You only get one shot at a great first impression! We’re taught this from the time we are small children and the lesson only gets more valuable as we age. Whether we are trying to make new friends or interview for a new job, the value of making a great first impression can’t be underestimated. That’s why we greet customers with a smile when they walk through the door and go to client meetings in a nice suit. No matter your professional industry, we all know that leaving a lasting, positive first impression can only help.
First impressions, like many other things, have changed with the digital age. When we think of the classic first impression, we imagine shaking hands while looking a new friend, partner or client in the eye. It is a one-on-one, in-person interaction where both parties know to be on their best behavior.
That simply isn’t how things are anymore!
When someone is interested in you as a person or as a business, they look you up online. That means that ANYTHING that you have posted – good, bad, or ugly – has the potential to be your first impression. Ask yourself, if a potential client, business associate or new friend saw this, does the newest post on the top of my social media profile make a good first impression? As good of an impression as if I were shaking the viewer’s hand in person? If not, you’ve got a problem!
If that isn’t enough to worry you, then consider that YOU might not even be the person making your first impression! A business with digitally unruly employees or unhappy customers runs the risk of potential customers’ first impression of them being incredibly negative.

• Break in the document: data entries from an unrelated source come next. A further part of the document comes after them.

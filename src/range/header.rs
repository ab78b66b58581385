//! `Range` header parsing and the forwarding contract.
//!
//! A proxy that forwards ranged requests upstream must reshape them with
//! exactly the policy the downloading side uses. [`forward_range`] is that
//! shared step: parse the incoming header, clamp it, format it again.

use super::validator::{validate_range, RangeValidationOptions};
use super::ByteRange;
use crate::error::{Error, Result};

/// Parse a `Range` header value such as `bytes=0-1023`.
///
/// Lenient in the same way forwarding proxies are: each bound is read from
/// its leading digits (`12abc` is `12`), a start without digits becomes `0`
/// and an end without digits becomes `total_length - 1`. Only the first
/// range of a multi-range value is used.
///
/// ```rust
/// use rangedl::range::{parse_range_header, ByteRange};
///
/// assert_eq!(parse_range_header("bytes=100-", 1000)?, ByteRange::new(100, 999));
/// # Ok::<(), rangedl::Error>(())
/// ```
pub fn parse_range_header(value: &str, total_length: u64) -> Result<ByteRange> {
    let spec = value
        .trim()
        .strip_prefix("bytes=")
        .ok_or_else(|| Error::InvalidRange(format!("unsupported range unit in {:?}", value)))?;

    let first = spec.split(',').next().unwrap_or_default();
    let (start, end) = first.split_once('-').unwrap_or((first, ""));

    let start = leading_number(start).unwrap_or(0);
    let end = leading_number(end).unwrap_or_else(|| total_length.saturating_sub(1));

    Ok(ByteRange::new(start, end))
}

fn leading_number(value: &str) -> Option<u64> {
    let value = value.trim_start();
    let digits = value
        .find(|c: char| !c.is_ascii_digit())
        .map_or(value, |end| &value[..end]);
    digits.parse().ok()
}

/// Reshape an incoming `Range` header for forwarding upstream.
///
/// Returns the header value to send, or `None` when the range cannot be
/// satisfied and the request should go upstream without a `Range` header.
pub fn forward_range(
    value: &str,
    total_length: u64,
    options: &RangeValidationOptions,
) -> Result<Option<String>> {
    let requested = parse_range_header(value, total_length)?;
    let validated = validate_range(requested, total_length, options)?;
    Ok(validated.map(|range| range.header_value()))
}
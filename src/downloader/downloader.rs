//! Core downloader implementation: the FIFO queue and its lanes.
//!
//! [`Downloader::start_downloads`] runs a fixed number of lanes. Each lane
//! pops the next queued item, downloads it with a [`DownloadTask`], notifies
//! the item's observer and loops until the queue is empty. A failing item
//! never affects the others.
//!
//! # Examples
//!
//! ```rust,no_run
//! use rangedl::download::{Callbacks, DownloadItem};
//! use rangedl::downloader::DownloaderBuilder;
//!
//! # async fn example() -> Result<(), Box<dyn std::error::Error>> {
//! let downloader = DownloaderBuilder::new().max_concurrent_downloads(2).build()?;
//!
//! let item = DownloadItem::try_from("https://example.com/file1.zip")?
//!     .with_observer(Callbacks::new().on_success(|data| println!("got {} bytes", data.len())));
//! downloader.add_download(item);
//! downloader.add_download(DownloadItem::try_from("https://example.com/file2.pdf")?);
//!
//! for summary in downloader.start_downloads().await {
//!     println!("{} - {:?}", summary.url(), summary.status());
//! }
//! # Ok(())
//! # }
//! ```

use super::config::DownloaderOptions;
use crate::download::{DownloadItem, Status, Summary};
use crate::progress::{ProgressDisplay, StyleOptions};
use crate::task::{DownloadTask, DownloadTaskOptions};

use futures::future::join_all;
use indicatif::ProgressBar;
use reqwest_middleware::ClientWithMiddleware;
use std::collections::{HashMap, VecDeque};
use std::fmt;
use std::sync::atomic::{AtomicU64, Ordering};
use std::sync::{Arc, Mutex, MutexGuard, PoisonError};
use tracing::{debug, warn};

/// Represents the download controller.
///
/// A downloader can be created via its builder:
///
/// ```rust
/// # fn main() -> Result<(), rangedl::Error> {
/// use rangedl::downloader::DownloaderBuilder;
///
/// let d = DownloaderBuilder::new().build()?;
/// # Ok(())
/// # }
/// ```
///
/// Clones share the same queue and running tasks, so one clone can cancel
/// what another is running.
#[derive(Clone)]
pub struct Downloader {
    shared: Arc<Shared>,
}

struct Shared {
    client: ClientWithMiddleware,
    options: DownloaderOptions,
    style_options: StyleOptions,
    single_file_progress: bool,
    queue: Mutex<VecDeque<DownloadItem>>,
    live: Mutex<HashMap<u64, Arc<DownloadTask>>>,
    next_id: AtomicU64,
}

impl fmt::Debug for Downloader {
    fn fmt(&self, f: &mut fmt::Formatter<'_>) -> fmt::Result {
        f.debug_struct("Downloader")
            .field("options", &self.shared.options)
            .field("pending", &self.pending_downloads())
            .field("active", &self.active_downloads())
            .finish()
    }
}

impl Downloader {
    /// Creates a new Downloader with the given client and options.
    pub(crate) fn new(
        client: ClientWithMiddleware,
        options: DownloaderOptions,
        style_options: StyleOptions,
        single_file_progress: bool,
    ) -> Self {
        Self {
            shared: Arc::new(Shared {
                client,
                options,
                style_options,
                single_file_progress,
                queue: Mutex::new(VecDeque::new()),
                live: Mutex::new(HashMap::new()),
                next_id: AtomicU64::new(0),
            }),
        }
    }

    /// Gets the scheduling and transfer options.
    pub fn options(&self) -> &DownloaderOptions {
        &self.shared.options
    }

    /// Gets the number of lanes.
    pub fn max_concurrent_downloads(&self) -> usize {
        self.shared.options.max_concurrent_downloads
    }

    /// Gets the options handed to every task.
    pub fn task_options(&self) -> &DownloadTaskOptions {
        &self.shared.options.task_options
    }

    /// Number of items waiting in the queue.
    pub fn pending_downloads(&self) -> usize {
        self.lock_queue().len()
    }

    /// Number of tasks currently running.
    pub fn active_downloads(&self) -> usize {
        self.lock_live().len()
    }

    /// Append an item to the queue.
    pub fn add_download(&self, item: DownloadItem) {
        debug!(url = %item.url, "Queued");
        self.lock_queue().push_back(item);
    }

    /// Append several items to the queue, in order.
    pub fn add_downloads<I>(&self, items: I)
    where
        I: IntoIterator<Item = DownloadItem>,
    {
        let mut queue = self.lock_queue();
        for item in items {
            debug!(url = %item.url, "Queued");
            queue.push_back(item);
        }
    }

    /// Download everything in the queue.
    ///
    /// Items added while this runs are picked up by the running lanes.
    /// Returns one [`Summary`] per dispatched item, grouped by lane, once
    /// every lane is idle. Items removed by
    /// [`cancel_all_downloads`](Self::cancel_all_downloads) before being
    /// dispatched get none.
    pub async fn start_downloads(&self) -> Vec<Summary> {
        let progress_display = ProgressDisplay::new(
            self.shared.style_options.clone(),
            self.pending_downloads(),
            self.shared.single_file_progress,
        );

        let lanes = (0..self.shared.options.lanes()).map(|lane| self.run_lane(lane, &progress_display));
        let summaries = join_all(lanes).await.into_iter().flatten().collect();

        progress_display.finish();
        summaries
    }

    /// Drop every queued item and shut down every running task.
    ///
    /// Dropped items get no callback and never reach the network. Running
    /// tasks fail with [`Error::Cancelled`](crate::Error::Cancelled) and
    /// their observers get `on_failed`.
    pub fn cancel_all_downloads(&self) {
        let mut queue = self.lock_queue();
        let dropped = queue.len();
        queue.clear();

        let live = self.lock_live();
        debug!(dropped, running = live.len(), "Cancelling all downloads");
        for task in live.values() {
            task.shutdown();
        }
    }

    async fn run_lane(&self, lane: usize, progress_display: &ProgressDisplay) -> Vec<Summary> {
        let mut summaries = Vec::new();

        while let Some((id, task, pb)) = self.next_task(progress_display) {
            let url = task.item().url.clone();
            debug!(lane, %url, "Starting download");

            let summary = match task.download().await {
                Ok(data) => {
                    let size = data.len() as u64;
                    debug!(lane, %url, size, "Download completed");
                    task.item().observer().on_success(data);
                    Summary::new(url, size).with_status(Status::Success)
                }
                Err(error) => {
                    if error.is_cancelled() {
                        debug!(lane, %url, "Download cancelled");
                    } else {
                        warn!(lane, %url, %error, "Download failed");
                    }
                    task.item().observer().on_failed(&error);
                    Summary::from_error(url, task.downloaded(), &error)
                }
            };

            self.lock_live().remove(&id);
            progress_display.finish_child(pb);
            progress_display.increment_main();
            summaries.push(summary);
        }

        summaries
    }

    /// Pop the next item and register its task as live, atomically with
    /// respect to [`cancel_all_downloads`](Self::cancel_all_downloads).
    fn next_task(
        &self,
        progress_display: &ProgressDisplay,
    ) -> Option<(u64, Arc<DownloadTask>, ProgressBar)> {
        let mut queue = self.lock_queue();
        let item = queue.pop_front()?;

        let pb = progress_display.create_child_progress(item.filename());
        let task = DownloadTask::new(
            self.shared.client.clone(),
            item,
            self.shared.options.task_options.clone(),
        )
        .with_progress_bar(pb.clone());
        let task = Arc::new(task);

        let id = self.shared.next_id.fetch_add(1, Ordering::SeqCst);
        self.lock_live().insert(id, task.clone());
        Some((id, task, pb))
    }

    fn lock_queue(&self) -> MutexGuard<'_, VecDeque<DownloadItem>> {
        self.shared.queue.lock().unwrap_or_else(PoisonError::into_inner)
    }

    fn lock_live(&self) -> MutexGuard<'_, HashMap<u64, Arc<DownloadTask>>> {
        self.shared.live.lock().unwrap_or_else(PoisonError::into_inner)
    }
}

Here in San Antonio, the Alamo is a huge draw for tourists. We all know and love it! That’s why, no matter where you go in San Antonio, you can find mentions and images of the Alamo. However, if you had never heard of the Alamo (somehow) and this Yelp review was the first thing you saw, it likely would have impacted whether or not you decided to visit it.
This single review does not reflect most people’s experience with the Alamo. It isn’t hard to find stories from people who enjoyed their visits! However, whatever information gets in your head first sets the tone for how you see everything that follows.
This phenomenon is called First Impression Bias. The first experience someone has with a subject will strongly bias them and all future experiences will be contextualized based on that first experience.
First Impression Bias likely isn’t a surprise to any parents. My baby brother, when he was still new to solid foods, stuffed a freshly made tortilla in his mouth without considering the temperature. We watched both the realization it was hot and the half-chewed tortilla slowly fall over my brother. After that, whenever he was in the least bit suspicious about the food placed in front of him, he would need confirmation and reassurance about its temperature. Years later, long after he’d forgotten that bad experience, he would still sometimes hesitate and ask us “is it hot?”
First Impression Bias can be frustrating for parents but it can be even more costly for businesses. If a potential customer or client gets a negative first impression of your company, then they might actively avoid your attempts to change their mind. You can’t wow them with your upgraded service or improved techniques if they never walk in the door!
When it comes to managing an online reputation, it’s tempting for businesses to take a laissez faire approach. Many companies wrongly assume that, if they provide a great experience or excellent product, then positive reviews will organically find their way online. Unfortunately, this simply isn’t a case.
Happy customers will occasionally think to leave a review online but, more often than not, they will go about their day without taking time out to write up their experience. Unfortunately, unhappy customers have longer memories. If someone leaves your business in a bad mood, they are more likely to remember and write up the experience later. Venting online is a way for many people to make themselves feel better.
Since happy customers only occasionally write reviews but unhappy ones often do, the ratio of happy to unhappy customers online is unlikely to accurately represent how your client base actually feels about your product or service.
You cannot allow your first impression with potential customers to be made by angry former customers! There is no way to get around digital reviews. Instead, you need to embrace it go through it!
Don’t consider this a problem. Instead, see the opportunity!
First Impression Bias can help you intrigue new customers. Everyone knows about the power of word-of-mouth. If someone’s friend tells them that you are good, then that person is more likely to give you a try. The exact same principle can be applied to online reviews.
Embracing the power of First Impression Bias can help you gain new business while also engaging your current customer base.